Why? Because the budget presented “is not the budget we’re gonna deal with.” To be sure, the administration presented a surprising budget. It would cut the combined budgets of the State Department and U.S. Agency for International Development from $55.6 billion this year to $37.6 billion next year. Corker said Congress and successive administrations should stop ignoring what he called the fiscal catastrophe of entitlement spending, and trying to take any and all savings out of federal yearly operations. That’s not a question a State Department budget hearing will settle.

Yet deal with it they did.

Tillerson put the budget proposal in the context of feedback he’s getting from surveys completed by 35,000 State Department and USAID employees. He said they’re coming up with ways to work more efficiently even as management makes hard choices about what is essential to the mission. This is unverifiable until State releases survey results, which Tillerson said will be soon, promising a reorganization will get underway at the end of the calendar year. Corker noted this will be too late for the fiscal 2018 budgeting.

Tillerson, answering a question from Corker, went on at length about budget philosophy and upcoming management changes at State.

“Throughout my career, I have never believed nor have I ever experienced that the level of funding devoted to a goal is the most important factor in achieving it,” Tillerson said. “Our budget will never determine our ability to be effective. Our people will.” That sentiment runs directly opposite to conventional Washington thinking. But it will turn up as a big topic in the authorization side of the hearings.

Tillerson also gave a preview of what the listening sessions and surveys show. He said people are telling him, “There are significant layers, layering of work processes and approvals required to deliver on missions.” He added, “Some of these are imposed by State Department procedures and rules, some of them are imposed by Congress in how appropriations and programs are established and approved … duplicative layers that create real obstacles to people to deliver on missions. And it adds costs.”

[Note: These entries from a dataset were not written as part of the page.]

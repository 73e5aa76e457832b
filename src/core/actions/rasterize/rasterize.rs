use crate::core::actions::rasterize::ports::colour_map::ColourMap;
use crate::core::actions::rasterize::ports::escape_evaluator::EscapeEvaluator;
use crate::core::data::canvas_size::CanvasSize;
use crate::core::data::formula_params::FormulaParams;
use crate::core::data::pixel_buffer::{BYTES_PER_PIXEL, PixelBuffer, write_opaque};
use crate::core::data::point::ScreenPoint;
use crate::core::data::viewport::Viewport;

/// Per-session inputs shared by every pixel of a render.
#[derive(Debug, Copy, Clone, PartialEq)]
pub struct RenderSettings {
    pub max_iterations: u32,
    pub colour_offset: f64,
    pub formula_params: FormulaParams,
}

/// Renders one full frame on the calling thread.
///
/// Every pixel of `size` is written exactly once, row-major, with alpha 255.
/// A zero-area canvas yields an empty buffer.
pub fn rasterize<E, C>(
    viewport: &Viewport,
    size: CanvasSize,
    evaluator: &E,
    colour_map: &C,
    settings: &RenderSettings,
) -> PixelBuffer
where
    E: EscapeEvaluator + ?Sized,
    C: ColourMap + ?Sized,
{
    let mut buffer = PixelBuffer::new(size);

    if size.is_empty() {
        return buffer;
    }

    let row_bytes = size.width as usize * BYTES_PER_PIXEL;

    for (y, row) in buffer.data_mut().chunks_exact_mut(row_bytes).enumerate() {
        rasterize_row(
            row,
            y as u32,
            viewport,
            size,
            evaluator,
            colour_map,
            settings,
        );
    }

    buffer
}

pub(crate) fn rasterize_row<E, C>(
    row: &mut [u8],
    y: u32,
    viewport: &Viewport,
    size: CanvasSize,
    evaluator: &E,
    colour_map: &C,
    settings: &RenderSettings,
) where
    E: EscapeEvaluator + ?Sized,
    C: ColourMap + ?Sized,
{
    for (x, pixel) in row.chunks_exact_mut(BYTES_PER_PIXEL).enumerate() {
        let position = ScreenPoint::new(x as f64, f64::from(y));
        let point = viewport.pixel_to_plane(position, size);
        let iterations = evaluator.evaluate(
            point,
            settings.max_iterations,
            &settings.formula_params,
        );
        let colour = colour_map.colourise(
            iterations,
            settings.max_iterations,
            point,
            settings.colour_offset,
        );

        write_opaque(pixel, colour);
    }
}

People are also frustrated with personnel practices. Tillerson said, “We also heard a theme that people don’t believe they’re held accountable for work in the State Department — that poor performers are dealt with. People in the State Department know who’s getting the work done and not getting the work done.”  This frustration will lead to changes in performance management and other HR reforms, he said.

The hearing moved on to other matters — actual foreign policy topics like North Korea, China, Iraq. Sen. Ed Markey (D-Mass.) objected to proposed cuts in the Bureau of International Narcotics and Law Enforcement. His question “why” came after a 10-minute dissertation about the evils of illegal fentanyl trading.

Another long discussion centered on where State has overlapping missions with other departments ranging from Homeland Security to Agriculture. Payments to the Palestinian Authority. Rangel and Pickering Fellowships. Nominations for six regional bureaus that remain unfilled.

All worthy topics,  each accompanied by senatorial statements of varying length. Senators wanted to be heard as much as they wanted to hear from Tillerson. This isn’t wrong, but it devours time. Just a single, two-hour budget hearing, to be followed in the afternoon by an appropriations hearing. One committee, a dozen senators, hours with one secretary. Nevermind all of the staff markup activity taking places behind the scenes.

Watching the hearing is like a mini-course on the State Department. But it also shows how party affiliation, policy and actual service to the country get rolled into a sort of political dough ball that never stops expanding. Senators and House members may want to do good (while shredding their opponents) but they don’t seem to be aware of deadlines.